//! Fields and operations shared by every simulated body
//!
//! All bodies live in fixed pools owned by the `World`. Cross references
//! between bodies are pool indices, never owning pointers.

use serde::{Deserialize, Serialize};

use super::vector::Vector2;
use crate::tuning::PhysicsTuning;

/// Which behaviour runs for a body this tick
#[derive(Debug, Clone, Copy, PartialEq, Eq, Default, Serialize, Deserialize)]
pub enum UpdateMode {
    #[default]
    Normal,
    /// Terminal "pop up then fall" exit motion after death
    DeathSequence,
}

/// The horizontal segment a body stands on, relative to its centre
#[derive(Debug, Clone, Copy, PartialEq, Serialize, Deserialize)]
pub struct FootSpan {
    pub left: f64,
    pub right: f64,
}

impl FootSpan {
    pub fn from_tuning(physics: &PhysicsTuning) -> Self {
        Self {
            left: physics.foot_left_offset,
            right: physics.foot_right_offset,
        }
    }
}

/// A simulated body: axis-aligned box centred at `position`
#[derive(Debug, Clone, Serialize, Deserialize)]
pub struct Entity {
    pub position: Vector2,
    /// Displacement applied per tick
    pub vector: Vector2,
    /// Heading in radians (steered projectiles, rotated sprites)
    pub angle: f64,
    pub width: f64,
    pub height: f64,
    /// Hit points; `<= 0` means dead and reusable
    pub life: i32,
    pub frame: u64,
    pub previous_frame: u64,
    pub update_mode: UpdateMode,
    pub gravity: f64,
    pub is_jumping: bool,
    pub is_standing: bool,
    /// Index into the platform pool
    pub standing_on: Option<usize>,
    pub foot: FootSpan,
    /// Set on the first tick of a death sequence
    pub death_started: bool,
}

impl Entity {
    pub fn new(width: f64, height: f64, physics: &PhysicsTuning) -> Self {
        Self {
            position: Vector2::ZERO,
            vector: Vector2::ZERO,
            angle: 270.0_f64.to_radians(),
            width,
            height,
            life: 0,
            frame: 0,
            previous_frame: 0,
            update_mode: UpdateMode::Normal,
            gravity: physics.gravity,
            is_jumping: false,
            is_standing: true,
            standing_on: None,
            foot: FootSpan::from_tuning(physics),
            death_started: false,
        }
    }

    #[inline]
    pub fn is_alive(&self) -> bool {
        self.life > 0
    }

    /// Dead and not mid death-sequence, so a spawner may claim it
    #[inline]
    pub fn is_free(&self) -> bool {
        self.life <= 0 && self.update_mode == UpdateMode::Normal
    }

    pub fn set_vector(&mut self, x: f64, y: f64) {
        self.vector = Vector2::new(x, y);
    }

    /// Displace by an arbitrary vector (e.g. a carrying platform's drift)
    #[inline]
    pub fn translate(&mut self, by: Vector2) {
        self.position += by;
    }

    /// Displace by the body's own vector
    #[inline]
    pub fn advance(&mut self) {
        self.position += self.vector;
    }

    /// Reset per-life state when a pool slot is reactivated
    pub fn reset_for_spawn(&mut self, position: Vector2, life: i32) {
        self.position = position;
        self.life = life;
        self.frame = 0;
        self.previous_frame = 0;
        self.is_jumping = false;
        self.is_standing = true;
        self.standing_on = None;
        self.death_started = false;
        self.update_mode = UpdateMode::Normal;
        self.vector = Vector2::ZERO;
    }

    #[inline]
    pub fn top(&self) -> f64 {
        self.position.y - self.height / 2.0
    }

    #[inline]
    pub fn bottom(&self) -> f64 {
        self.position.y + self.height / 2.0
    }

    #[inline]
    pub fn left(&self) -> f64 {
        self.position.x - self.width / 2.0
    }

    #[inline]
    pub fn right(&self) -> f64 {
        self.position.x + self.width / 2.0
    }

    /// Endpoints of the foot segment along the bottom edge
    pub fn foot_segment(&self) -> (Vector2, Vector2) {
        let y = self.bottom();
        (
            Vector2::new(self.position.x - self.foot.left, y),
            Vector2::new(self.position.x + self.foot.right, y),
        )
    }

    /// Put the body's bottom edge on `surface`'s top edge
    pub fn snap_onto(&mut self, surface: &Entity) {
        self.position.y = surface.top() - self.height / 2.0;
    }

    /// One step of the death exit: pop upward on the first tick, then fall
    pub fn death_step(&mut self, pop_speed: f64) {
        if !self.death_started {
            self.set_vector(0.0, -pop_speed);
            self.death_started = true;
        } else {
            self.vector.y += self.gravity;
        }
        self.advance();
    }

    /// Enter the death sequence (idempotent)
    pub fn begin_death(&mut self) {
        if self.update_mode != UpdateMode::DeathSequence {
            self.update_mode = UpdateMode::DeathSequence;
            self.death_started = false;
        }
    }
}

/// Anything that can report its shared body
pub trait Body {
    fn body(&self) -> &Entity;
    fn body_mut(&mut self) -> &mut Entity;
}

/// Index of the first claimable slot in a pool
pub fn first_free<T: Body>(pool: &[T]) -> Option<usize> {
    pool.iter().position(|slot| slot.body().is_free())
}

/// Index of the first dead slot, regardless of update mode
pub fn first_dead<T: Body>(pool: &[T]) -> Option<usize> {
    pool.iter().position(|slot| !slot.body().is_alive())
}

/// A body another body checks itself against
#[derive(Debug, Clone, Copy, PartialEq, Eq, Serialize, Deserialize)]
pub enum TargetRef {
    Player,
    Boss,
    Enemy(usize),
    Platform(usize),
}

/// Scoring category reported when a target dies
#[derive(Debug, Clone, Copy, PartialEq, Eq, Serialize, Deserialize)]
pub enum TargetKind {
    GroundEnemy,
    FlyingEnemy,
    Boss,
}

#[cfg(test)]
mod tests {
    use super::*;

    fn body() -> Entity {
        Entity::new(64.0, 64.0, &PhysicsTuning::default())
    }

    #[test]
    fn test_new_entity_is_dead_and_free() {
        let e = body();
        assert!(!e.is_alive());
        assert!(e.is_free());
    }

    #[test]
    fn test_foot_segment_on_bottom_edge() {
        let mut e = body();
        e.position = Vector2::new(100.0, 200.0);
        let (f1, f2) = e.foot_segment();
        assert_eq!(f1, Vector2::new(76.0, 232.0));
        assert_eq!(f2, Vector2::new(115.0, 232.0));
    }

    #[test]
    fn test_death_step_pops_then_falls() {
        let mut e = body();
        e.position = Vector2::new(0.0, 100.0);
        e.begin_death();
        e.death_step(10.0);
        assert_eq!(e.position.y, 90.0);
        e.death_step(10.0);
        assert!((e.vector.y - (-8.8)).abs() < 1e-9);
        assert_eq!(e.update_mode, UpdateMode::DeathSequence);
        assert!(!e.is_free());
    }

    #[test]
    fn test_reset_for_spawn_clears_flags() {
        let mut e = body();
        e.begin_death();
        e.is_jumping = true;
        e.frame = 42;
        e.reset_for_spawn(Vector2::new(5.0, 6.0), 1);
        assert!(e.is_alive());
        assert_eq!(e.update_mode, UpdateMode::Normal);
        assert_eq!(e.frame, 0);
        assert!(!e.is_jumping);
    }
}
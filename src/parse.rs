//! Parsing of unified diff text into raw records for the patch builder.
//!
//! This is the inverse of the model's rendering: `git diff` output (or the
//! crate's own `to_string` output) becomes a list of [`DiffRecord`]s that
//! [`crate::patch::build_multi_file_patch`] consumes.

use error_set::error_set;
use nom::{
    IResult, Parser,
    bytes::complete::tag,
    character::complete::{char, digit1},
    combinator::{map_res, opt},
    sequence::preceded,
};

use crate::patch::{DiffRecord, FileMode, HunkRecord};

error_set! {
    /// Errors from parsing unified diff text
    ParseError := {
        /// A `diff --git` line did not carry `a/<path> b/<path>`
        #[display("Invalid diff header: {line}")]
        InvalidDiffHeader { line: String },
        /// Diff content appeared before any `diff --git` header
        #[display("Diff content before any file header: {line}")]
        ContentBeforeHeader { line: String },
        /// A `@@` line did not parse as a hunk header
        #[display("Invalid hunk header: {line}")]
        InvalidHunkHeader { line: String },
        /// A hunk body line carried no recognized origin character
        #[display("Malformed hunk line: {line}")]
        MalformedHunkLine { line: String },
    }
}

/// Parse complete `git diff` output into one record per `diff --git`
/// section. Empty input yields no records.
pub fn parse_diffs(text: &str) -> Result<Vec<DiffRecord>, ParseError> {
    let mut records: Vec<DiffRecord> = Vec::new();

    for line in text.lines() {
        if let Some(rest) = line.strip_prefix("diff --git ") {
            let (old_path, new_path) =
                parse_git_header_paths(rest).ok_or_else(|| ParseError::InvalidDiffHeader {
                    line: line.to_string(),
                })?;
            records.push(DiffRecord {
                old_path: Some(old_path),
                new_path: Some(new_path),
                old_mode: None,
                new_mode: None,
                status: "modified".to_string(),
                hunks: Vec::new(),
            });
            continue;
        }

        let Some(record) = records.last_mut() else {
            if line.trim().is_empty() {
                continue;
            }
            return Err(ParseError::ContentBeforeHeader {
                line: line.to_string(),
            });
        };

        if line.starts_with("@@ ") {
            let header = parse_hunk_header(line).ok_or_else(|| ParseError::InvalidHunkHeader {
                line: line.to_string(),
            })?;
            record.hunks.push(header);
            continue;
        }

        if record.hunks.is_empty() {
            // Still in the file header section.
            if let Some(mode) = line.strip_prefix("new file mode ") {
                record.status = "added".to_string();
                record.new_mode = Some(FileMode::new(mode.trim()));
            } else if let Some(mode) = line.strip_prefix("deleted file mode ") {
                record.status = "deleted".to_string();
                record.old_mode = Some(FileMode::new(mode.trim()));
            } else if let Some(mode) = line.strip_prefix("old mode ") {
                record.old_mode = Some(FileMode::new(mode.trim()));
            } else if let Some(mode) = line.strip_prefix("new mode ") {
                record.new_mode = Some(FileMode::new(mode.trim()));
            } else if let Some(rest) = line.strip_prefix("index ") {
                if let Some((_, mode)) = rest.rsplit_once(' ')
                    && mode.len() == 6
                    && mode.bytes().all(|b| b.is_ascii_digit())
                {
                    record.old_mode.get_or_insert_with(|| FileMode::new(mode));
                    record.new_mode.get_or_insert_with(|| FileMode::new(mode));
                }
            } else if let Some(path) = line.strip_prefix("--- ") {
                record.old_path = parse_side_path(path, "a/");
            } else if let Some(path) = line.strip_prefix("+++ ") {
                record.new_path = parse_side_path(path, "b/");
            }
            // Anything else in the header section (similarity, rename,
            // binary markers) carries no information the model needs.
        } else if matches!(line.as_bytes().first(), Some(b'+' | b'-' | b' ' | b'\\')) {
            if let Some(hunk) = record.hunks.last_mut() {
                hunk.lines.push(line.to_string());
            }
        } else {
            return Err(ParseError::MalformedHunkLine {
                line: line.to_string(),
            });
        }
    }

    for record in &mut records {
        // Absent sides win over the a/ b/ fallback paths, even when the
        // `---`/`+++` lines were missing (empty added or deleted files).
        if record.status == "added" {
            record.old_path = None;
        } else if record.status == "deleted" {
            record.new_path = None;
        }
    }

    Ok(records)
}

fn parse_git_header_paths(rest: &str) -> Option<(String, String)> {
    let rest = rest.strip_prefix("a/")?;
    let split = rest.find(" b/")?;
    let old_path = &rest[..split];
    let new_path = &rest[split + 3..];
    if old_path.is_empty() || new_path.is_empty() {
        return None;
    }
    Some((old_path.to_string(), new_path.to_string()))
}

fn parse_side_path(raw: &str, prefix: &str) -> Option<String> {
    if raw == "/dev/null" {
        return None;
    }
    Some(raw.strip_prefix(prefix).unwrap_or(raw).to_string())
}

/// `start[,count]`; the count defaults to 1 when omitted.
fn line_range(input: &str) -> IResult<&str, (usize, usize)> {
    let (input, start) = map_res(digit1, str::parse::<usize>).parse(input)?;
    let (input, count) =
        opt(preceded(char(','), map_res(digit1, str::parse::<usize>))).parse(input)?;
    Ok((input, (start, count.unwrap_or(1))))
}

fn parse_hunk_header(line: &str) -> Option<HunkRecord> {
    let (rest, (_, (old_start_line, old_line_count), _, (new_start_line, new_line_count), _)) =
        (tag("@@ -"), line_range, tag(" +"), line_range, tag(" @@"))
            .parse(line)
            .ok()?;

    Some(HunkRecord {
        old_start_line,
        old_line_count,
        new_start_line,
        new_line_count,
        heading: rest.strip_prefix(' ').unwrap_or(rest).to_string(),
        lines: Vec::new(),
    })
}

──────

• Exercise prompt: Look through the records and copy down every line that holds "Debug".

• Solution:
#[derive(Debug, Clone, Copy, PartialEq, Eq, Default, Serialize, Deserialize)]
#[derive(Debug, Clone, Copy, PartialEq, Serialize, Deserialize)]
#[derive(Debug, Clone, Serialize, Deserialize)]
#[derive(Debug, Clone, Copy, PartialEq, Eq, Serialize, Deserialize)]
#[derive(Debug, Clone, Copy, PartialEq, Eq, Serialize, Deserialize)]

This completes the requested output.